The WZB Berlin Social Science Center (, WZB), also known by its German initials WZB, is an internationally renowned research institute for the social sciences, the largest such institution in Europe not affiliated with a university.

It was founded in 1969 through an all-party initiative of the German Bundestag. Around 140 German and foreign sociologists, political scientists, economists, historians, statisticians, computer scientists and legal scholars work in the WZB conducting basic research on selected social and political issues, concentrating on the industrialized societies of Japan and the West, as well as the transformations of Central and Eastern Europe and China. The question of globalization is of particular importance.

Research areas 
The WZB is organized into seven research areas:

 Dynamics of Social Inequalities
 Markets and Choice
 Digitalization and Societal Transformation
 International Politics and Law
 Dynamics of Political Systems
 Migration and Diversity
 Political Economy of Development

Constituted as a non-profit limited liability company (GmbH), ownership is shared between the federal government (75 percent) and the city-state of Berlin (25 percent).
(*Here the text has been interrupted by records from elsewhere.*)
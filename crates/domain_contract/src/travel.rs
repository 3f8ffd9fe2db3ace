//! Travel contracts insuring a group of persons

use serde::Serialize;

use core_kernel::{Amount, ContractNumber, InsurerId, PartyId};
use crate::contract::{Billable, ContractHeader, InsuranceContract};
use crate::error::ContractError;
use crate::schedule::PaymentSchedule;

/// Contract covering a set of insured persons
#[derive(Debug, Clone, Serialize)]
pub struct TravelContract {
    header: ContractHeader,
    schedule: PaymentSchedule,
    insured_persons: Vec<PartyId>,
}

impl TravelContract {
    /// Creates an active travel contract
    ///
    /// Duplicate persons collapse into one entry; first occurrence wins the
    /// position.
    ///
    /// # Errors
    ///
    /// Returns `ContractError::Validation` if no person is insured or the
    /// coverage amount is negative
    pub fn new(
        contract_number: ContractNumber,
        insurer: InsurerId,
        policy_holder: PartyId,
        schedule: PaymentSchedule,
        coverage_amount: Amount,
        insured_persons: impl IntoIterator<Item = PartyId>,
    ) -> Result<Self, ContractError> {
        let mut persons: Vec<PartyId> = Vec::new();
        for person in insured_persons {
            if !persons.contains(&person) {
                persons.push(person);
            }
        }
        if persons.is_empty() {
            return Err(ContractError::validation("Insured persons cannot be empty"));
        }

        Ok(Self {
            header: ContractHeader::new(contract_number, insurer, policy_holder, coverage_amount)?,
            schedule,
            insured_persons: persons,
        })
    }

    pub fn insured_persons(&self) -> &[PartyId] {
        &self.insured_persons
    }

    pub fn insures(&self, person: &PartyId) -> bool {
        self.insured_persons.contains(person)
    }
}

impl InsuranceContract for TravelContract {
    fn header(&self) -> &ContractHeader {
        &self.header
    }

    fn header_mut(&mut self) -> &mut ContractHeader {
        &mut self.header
    }
}

impl Billable for TravelContract {
    fn schedule(&self) -> &PaymentSchedule {
        &self.schedule
    }

    fn schedule_mut(&mut self) -> &mut PaymentSchedule {
        &mut self.schedule
    }
}
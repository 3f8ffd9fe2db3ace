//! Payment allocation
//!
//! A `PaymentHandler` belongs to one insurer and owns that insurer's payment
//! ledger. It accepts payments only for active contracts of its own insurer.
//!
//! # Grouping contracts
//!
//! A payment to a master contract is spread over its children in two phases,
//! both visiting children in insertion order and skipping inactive ones:
//!
//! 1. **Balance clearing**: a child with a positive balance that the
//!    remaining amount covers is zeroed and the remaining amount drops by
//!    that balance. A child the remaining amount does not cover has its
//!    balance reduced by the remaining amount, which is *not* reduced.
//! 2. **Premium sweep**: while money remains, each child in turn is credited
//!    one premium, or whatever is left if that is less than a premium.
//!
//! One ledger entry with the full amount is recorded against the master.
//! Child ledgers are untouched.

use tracing::{debug, instrument, warn};

use core_kernel::{Amount, InsurerId, Timestamp};
use domain_contract::{Billable, Contract, InsuranceContract, MasterVehicleContract};
use crate::error::BillingError;
use crate::ledger::{PaymentInstance, PaymentLedger};

/// Billing state of one child as seen by the allocator
#[derive(Debug, Clone, Copy, PartialEq, Eq)]
pub struct ChildBalance {
    pub is_active: bool,
    pub balance: Amount,
    pub premium: Amount,
}

/// Computes the balances a group payment leaves on each child
///
/// Pure function over the children's current state; the result has one
/// balance per input child, in the same order.
///
/// # Errors
///
/// - `BillingError::InvalidAmount` if the amount is not positive
/// - `BillingError::EmptyGroup` if no child is active
/// - `BillingError::InvalidAmount` if an active child has a non-positive
///   premium, which would stall the sweep
pub fn allocate_group_payment(
    children: &[ChildBalance],
    amount: Amount,
) -> Result<Vec<Amount>, BillingError> {
    if amount <= 0 {
        return Err(BillingError::InvalidAmount(format!(
            "Payment amount must be positive, got {}",
            amount
        )));
    }
    if !children.iter().any(|c| c.is_active) {
        return Err(BillingError::EmptyGroup("no active child".to_string()));
    }
    if children.iter().any(|c| c.is_active && c.premium <= 0) {
        return Err(BillingError::InvalidAmount(
            "Active child has a non-positive premium".to_string(),
        ));
    }

    let overflow = || BillingError::Overflow("group allocation".to_string());
    let mut balances: Vec<Amount> = children.iter().map(|c| c.balance).collect();
    let mut remaining = amount;

    for (child, balance) in children.iter().zip(balances.iter_mut()) {
        if !child.is_active || *balance <= 0 {
            continue;
        }
        if remaining >= *balance {
            remaining -= *balance;
            *balance = 0;
        } else {
            *balance -= remaining;
        }
    }

    while remaining > 0 {
        for (child, balance) in children.iter().zip(balances.iter_mut()) {
            if !child.is_active {
                continue;
            }
            let credit = child.premium.min(remaining);
            *balance = balance.checked_sub(credit).ok_or_else(overflow)?;
            remaining -= credit;
            if remaining == 0 {
                break;
            }
        }
    }

    Ok(balances)
}

/// Applies payments for one insurer and keeps its ledger
#[derive(Debug, Clone)]
pub struct PaymentHandler {
    insurer: InsurerId,
    ledger: PaymentLedger,
}

impl PaymentHandler {
    /// Creates a handler with an empty ledger
    pub fn new(insurer: InsurerId) -> Self {
        Self {
            insurer,
            ledger: PaymentLedger::new(),
        }
    }

    pub fn insurer(&self) -> InsurerId {
        self.insurer
    }

    pub fn ledger(&self) -> &PaymentLedger {
        &self.ledger
    }

    fn check_payable<C: InsuranceContract + ?Sized>(
        &self,
        contract: &C,
        amount: Amount,
    ) -> Result<(), BillingError> {
        if amount <= 0 {
            return Err(BillingError::InvalidAmount(format!(
                "Payment amount must be positive, got {}",
                amount
            )));
        }
        if !contract.is_active() {
            warn!(contract_number = %contract.contract_number(), "payment to inactive contract rejected");
            return Err(BillingError::InvalidContract(format!(
                "Contract {} is inactive",
                contract.contract_number()
            )));
        }
        if contract.insurer() != self.insurer {
            warn!(contract_number = %contract.contract_number(), "payment to foreign contract rejected");
            return Err(BillingError::InvalidContract(format!(
                "Contract {} belongs to another insurer",
                contract.contract_number()
            )));
        }
        Ok(())
    }

    /// Pays a contract that has its own schedule
    ///
    /// The balance drops by the full amount and may go negative.
    ///
    /// # Errors
    ///
    /// - `BillingError::InvalidAmount` if the amount is not positive
    /// - `BillingError::InvalidContract` if the contract is inactive or
    ///   belongs to another insurer
    #[instrument(skip(self, contract), fields(contract_number = %contract.contract_number()))]
    pub fn pay_scheduled<C: Billable>(
        &mut self,
        contract: &mut C,
        amount: Amount,
        now: Timestamp,
    ) -> Result<(), BillingError> {
        self.check_payable(contract, amount)?;
        let balance = contract
            .schedule()
            .outstanding_balance()
            .checked_sub(amount)
            .ok_or_else(|| BillingError::Overflow(contract.contract_number().to_string()))?;
        let payment = PaymentInstance::new(now, amount)?;

        contract.schedule_mut().set_balance(balance);
        self.ledger.record(contract.contract_number(), payment);
        debug!(balance, "payment applied");
        Ok(())
    }

    /// Pays a grouping contract, spreading the amount over its children
    ///
    /// # Errors
    ///
    /// - `BillingError::InvalidAmount` if the amount is not positive
    /// - `BillingError::InvalidContract` if the group is inactive or belongs
    ///   to another insurer
    /// - `BillingError::EmptyGroup` if the group has no children
    #[instrument(skip(self, master), fields(contract_number = %master.contract_number()))]
    pub fn pay_group(
        &mut self,
        master: &mut MasterVehicleContract,
        amount: Amount,
        now: Timestamp,
    ) -> Result<(), BillingError> {
        self.check_payable(master, amount)?;
        if master.children().is_empty() {
            return Err(BillingError::EmptyGroup(master.contract_number().to_string()));
        }

        let state: Vec<ChildBalance> = master
            .children()
            .iter()
            .map(|c| ChildBalance {
                is_active: c.is_active(),
                balance: c.schedule().outstanding_balance(),
                premium: c.schedule().premium(),
            })
            .collect();
        let balances = allocate_group_payment(&state, amount)?;
        let payment = PaymentInstance::new(now, amount)?;

        for (child, balance) in master.children_mut().iter_mut().zip(balances) {
            debug!(child = %child.contract_number(), balance, "group payment allocated");
            child.schedule_mut().set_balance(balance);
        }
        self.ledger.record(master.contract_number(), payment);
        Ok(())
    }

    /// Pays any contract, dispatching on its kind
    pub fn pay(
        &mut self,
        contract: &mut Contract,
        amount: Amount,
        now: Timestamp,
    ) -> Result<(), BillingError> {
        match contract {
            Contract::SingleVehicle(c) => self.pay_scheduled(c, amount, now),
            Contract::Travel(c) => self.pay_scheduled(c, amount, now),
            Contract::MasterVehicle(c) => self.pay_group(c, amount, now),
        }
    }
}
WZB is a member of the Gottfried Wilhelm Leibniz Scientific Community.

Although not a university body, it collaborates with Free University of Berlin, Hertie School of Governance, Humboldt University, Technical University of Berlin, Berlin University of the Arts, as well as with research institutions in Berlin and abroad. Many WZB scientists are also university professors or hold teaching assignments.
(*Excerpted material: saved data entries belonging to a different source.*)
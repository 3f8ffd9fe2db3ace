//! Insurance Company - the driver of the billing core
//!
//! An [`InsuranceCompany`] owns everything one insurer needs:
//!
//! - the logical clock every accrual, payment and claim reads
//! - the top-level contracts, in issuance order
//! - the register of issued contract numbers
//! - the person directory that receives claim payouts
//! - the payment handler and its ledger
//! - the underwriting and settlement rules
//!
//! Operations address contracts by number. A single-vehicle contract moved
//! under a master leaves the top level but can still be found, paid and
//! claimed against by its own number.
//!
//! # Example
//!
//! ```rust
//! use chrono::NaiveDate;
//! use core_kernel::ContractNumber;
//! use domain_company::InsuranceCompany;
//! use domain_contract::PremiumFrequency;
//! use domain_party::{Person, Vehicle};
//!
//! let now = NaiveDate::from_ymd_opt(2025, 4, 15).unwrap().and_hms_opt(12, 0, 0).unwrap();
//! let mut company = InsuranceCompany::new(now);
//! let holder = company.register_person(Person::new("8351068242").unwrap()).unwrap();
//!
//! let number = ContractNumber::new("V-1").unwrap();
//! company
//!     .insure_vehicle(
//!         number.clone(),
//!         None,
//!         holder,
//!         25,
//!         PremiumFrequency::Monthly,
//!         Vehicle::new("AA111AA", 15_000).unwrap(),
//!     )
//!     .unwrap();
//!
//! // charged on issuance
//! assert_eq!(company.balance(&number).unwrap(), 25);
//!
//! company.pay(&number, 25).unwrap();
//! assert_eq!(company.balance(&number).unwrap(), 0);
//! ```

pub mod company;
pub mod issuance;
pub mod operations;
pub mod error;

pub use company::{ContractRef, InsuranceCompany};
pub use error::CompanyError;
Recent presidents of the WZB have included Meinolf Dierkes (1980–1987), Wolfgang Zapf (1987–1994), Friedhelm Neidhardt (1994–2000), and historian Jürgen Kocka (2001–2007). The current president is sociologist Jutta Allmendinger.

WZB is said to be the largest such research institution for the social sciences in Europe. Around 140 social scientists are conducting research on the developmental trends, problems of adaptation, and possibilities for innovation in modern societies.

The Federal Republic of Germany and the federal state of Berlin have been shareholders and main funders since 1976.

WZB headquarters on Landwehrkanal in Berlin-Tiergarten was designed 1979–1988 by the British architects James Stirling and Michael Wilford integrating the 1894 building of Reichsversicherungsamt.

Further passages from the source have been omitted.